E realmente a placa confirmava a informação dada por Zé Carioca:

“Fugindo com o tesouro”, tela a óleo de Leopato Da Vinci. Imagem expressionista mostrando o lendário pirata Kid Louro levando o seu famoso butim num barco salva-vidas, quando uma terrível tempestade das Caraíbas destruiu o seu navio Robalo, que aparece em segundo plano, já começando a afundar. Tela pintada provavelmente em 1769, dois anos após o misterioso desaparecimento do pirata. Não se sabe como o artista se inspirou para a concepção da cena, pois nenhum dado histórico confirma que Kid Louro tenha escapado ao naufrágio.”

Panchito deu uma risada, apontando a cena:

— Quá quá, José! Eu sempre soube que os seus antepassados não podiam ser bons! Quanto você terá herdado dos genes desse aí?

— O que está querendo insinuar? — protestou Zé Carioca, brandindo o guarda-chuva. — Está querendo dizer que eu não sou honesto?

— Que você não é honesto? Longe disso, magina...

— Vamos andando — observou o Pato Donald. — Já estamos chamando atenção...

Passaram para outra sala, mas a impressionante cena do quadro ficara na cabeça de Zé Carioca. Uma coisa parecia bem clara ao papagaio: um seu antepassado distante tivera nas mãos um tesouro de incalculável valor. Rubis, esmeraldas, diamantes, pérolas? Barras de ouro? Fosse o que fosse, ele, Zé Carioca, era o herdeiro legal. Se soubesse onde estava o tesouro, toda a sua vida estaria resolvida e para sempre. Estaria rico, riquíssimo! Poderia até mesmo pagar a todos os credores...

Donald sacudiu-o:

— Zé! O que há com você? Estamos diante da “Vênus de Milho”, preste atenção!

— Ah, é... observou o papagaio, tentando voltar à realidade.

Pararam numa lanchonete para forrar o estômago e Zé Carioca continuava aéreo.

— O que há com você? — indagou Donald.

— Aquele tesouro que estava com o meu antepassado... que fim levou? Será que ainda pode ser localizado? Onde Kid Louro o levou? Eu sou o herdeiro desse tesouro...

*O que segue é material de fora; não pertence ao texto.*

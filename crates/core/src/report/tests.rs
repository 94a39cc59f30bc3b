use super::*;
use crate::units::AreaUnit;

fn owner(id: &str, name: &str, share: f64) -> OwnerShare {
    OwnerShare {
        owner_id: id.to_string(),
        owner_name: name.to_string(),
        share,
    }
}

#[test]
fn partial_allocation_appends_unallocated_row() {
    let owners = [owner("s1", "Matej Mrkva", 0.5), owner("s2", "Tomas Kudla", 0.3)];
    let report = build_allocation_report("lp1", 1000.0, &owners, AreaUnit::SquareMeter);

    assert_eq!(report.plot_id, "lp1");
    assert_eq!(report.total_area_m2, 1000.0);
    assert_eq!(report.rows.len(), 3);

    assert_eq!(report.rows[0].owner_name, "Matej Mrkva");
    assert_eq!(report.rows[0].share_percent_text, "50.00%");
    assert_eq!(report.rows[0].area_text, "500.00 m²");

    assert_eq!(report.rows[1].share_percent_text, "30.00%");
    assert_eq!(report.rows[1].area_text, "300.00 m²");

    let unallocated = &report.rows[2];
    assert_eq!(unallocated.owner_id, UNALLOCATED_ID);
    assert_eq!(unallocated.owner_name, UNALLOCATED_NAME);
    assert_eq!(unallocated.share_percent_text, "20.00%");
    assert_eq!(unallocated.area_text, "200.00 m²");

    assert_eq!(report.unallocated_share_percent_text, "20.00%");
    assert_eq!(report.unallocated_area_text, "200.00 m²");
}

#[test]
fn full_allocation_has_no_unallocated_row() {
    let owners = [owner("s1", "A", 0.25), owner("s2", "B", 0.75)];
    let report = build_allocation_report("lp1", 400.0, &owners, AreaUnit::SquareMeter);

    assert_eq!(report.rows.len(), 2);
    assert_eq!(report.unallocated_share_percent_text, "0.00%");
    assert_eq!(report.unallocated_area_text, "0.00 m²");
}

#[test]
fn over_allocation_clamps_free_share_to_zero() {
    // Documented clamp behavior: shares summing above 1 are not an error and
    // produce no unallocated row.
    let owners = [owner("s1", "A", 0.7), owner("s2", "B", 0.5)];
    let report = build_allocation_report("lp1", 1000.0, &owners, AreaUnit::SquareMeter);

    assert_eq!(report.rows.len(), 2);
    assert_eq!(report.rows[0].share_percent_text, "70.00%");
    assert_eq!(report.rows[1].share_percent_text, "50.00%");
    assert_eq!(report.unallocated_share_percent_text, "0.00%");
    assert_eq!(report.unallocated_area_text, "0.00 m²");
}

#[test]
fn empty_owner_list_is_fully_unallocated() {
    let report = build_allocation_report("lp1", 1000.0, &[], AreaUnit::SquareMeter);

    assert_eq!(report.rows.len(), 1);
    assert_eq!(report.rows[0].owner_id, UNALLOCATED_ID);
    assert_eq!(report.rows[0].share_percent_text, "100.00%");
    assert_eq!(report.rows[0].area_text, "1000.00 m²");
}

#[test]
fn areas_render_in_the_requested_display_unit() {
    let owners = [owner("s1", "A", 0.5)];
    let report = build_allocation_report("lp1", 10_000.0, &owners, AreaUnit::Hectare);

    assert_eq!(report.rows[0].area_text, "0.50 ha");
    assert_eq!(report.rows[1].area_text, "0.50 ha");
    assert_eq!(report.unallocated_area_text, "0.50 ha");

    let in_ares = build_allocation_report("lp1", 10_000.0, &owners, AreaUnit::Are);
    assert_eq!(in_ares.rows[0].area_text, "50.00 a");
}

#[test]
fn duplicate_owner_ids_stay_independent_rows() {
    let owners = [owner("s1", "A", 0.25), owner("s1", "A", 0.25)];
    let report = build_allocation_report("lp1", 800.0, &owners, AreaUnit::SquareMeter);

    assert_eq!(report.rows.len(), 3);
    assert_eq!(report.rows[0].area_text, "200.00 m²");
    assert_eq!(report.rows[1].area_text, "200.00 m²");
    assert_eq!(report.rows[2].share_percent_text, "50.00%");
}
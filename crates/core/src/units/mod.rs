#![forbid(unsafe_code)]

/// Display units for plot areas. Values are always stored in square meters;
/// the other units only exist at the presentation boundary.
#[derive(Clone, Copy, Debug, Default, PartialEq, Eq, Hash)]
pub enum AreaUnit {
    #[default]
    SquareMeter,
    Are,
    Hectare,
    SquareKilometer,
}

impl AreaUnit {
    pub const ALL: [AreaUnit; 4] = [
        AreaUnit::SquareMeter,
        AreaUnit::Are,
        AreaUnit::Hectare,
        AreaUnit::SquareKilometer,
    ];

    pub fn factor(self) -> f64 {
        match self {
            AreaUnit::SquareMeter => 1.0,
            AreaUnit::Are => 100.0,
            AreaUnit::Hectare => 10_000.0,
            AreaUnit::SquareKilometer => 1_000_000.0,
        }
    }

    pub fn tag(self) -> &'static str {
        match self {
            AreaUnit::SquareMeter => "m2",
            AreaUnit::Are => "a",
            AreaUnit::Hectare => "ha",
            AreaUnit::SquareKilometer => "km2",
        }
    }

    pub fn label(self) -> &'static str {
        match self {
            AreaUnit::SquareMeter => "m²",
            AreaUnit::Are => "a",
            AreaUnit::Hectare => "ha",
            AreaUnit::SquareKilometer => "km²",
        }
    }

    /// Accepts wire tags and display labels. Unknown or empty input is the
    /// base unit; defined behavior, not an error.
    pub fn parse(tag: &str) -> Self {
        match tag.trim() {
            "km2" | "km²" => AreaUnit::SquareKilometer,
            "ha" => AreaUnit::Hectare,
            "a" => AreaUnit::Are,
            _ => AreaUnit::SquareMeter,
        }
    }
}

pub fn to_base_unit(value: f64, from: AreaUnit) -> f64 {
    value * from.factor()
}

pub fn from_base_unit(value: f64, to: AreaUnit) -> f64 {
    value / to.factor()
}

Donald pôs-se a rir, logo seguido por Panchito. O papagaio, porém, deu um soco na mesa, indignado:

— Admira-me vocês! Não somos os Três Cavaleiros? Não somos um por todos e todos por um? Se eu conseguir esse tesouro, reparto com vocês!

Panchito e Donald se entreolharam, incrédulos, perplexos. De repente a coisa aparecia a seus olhos debaixo de outro prisma. Zé Carioca, porém, guardou para si o complemento:

“É claro, depois de pagar as minhas dívidas, aquela associação dos meus credores... se sobrar alguma coisa...”

— Eu tive uma idéia! — disse Panchito, procurando falar em voz baixa, o que não era seu hábito, visto não ser conveniente que outros fregueses escutassem. — Donald, você não tem um tio rico?

— Estou fugindo dele — respondeu o ranzinza pato. — Gosta muito de explorar os parentes.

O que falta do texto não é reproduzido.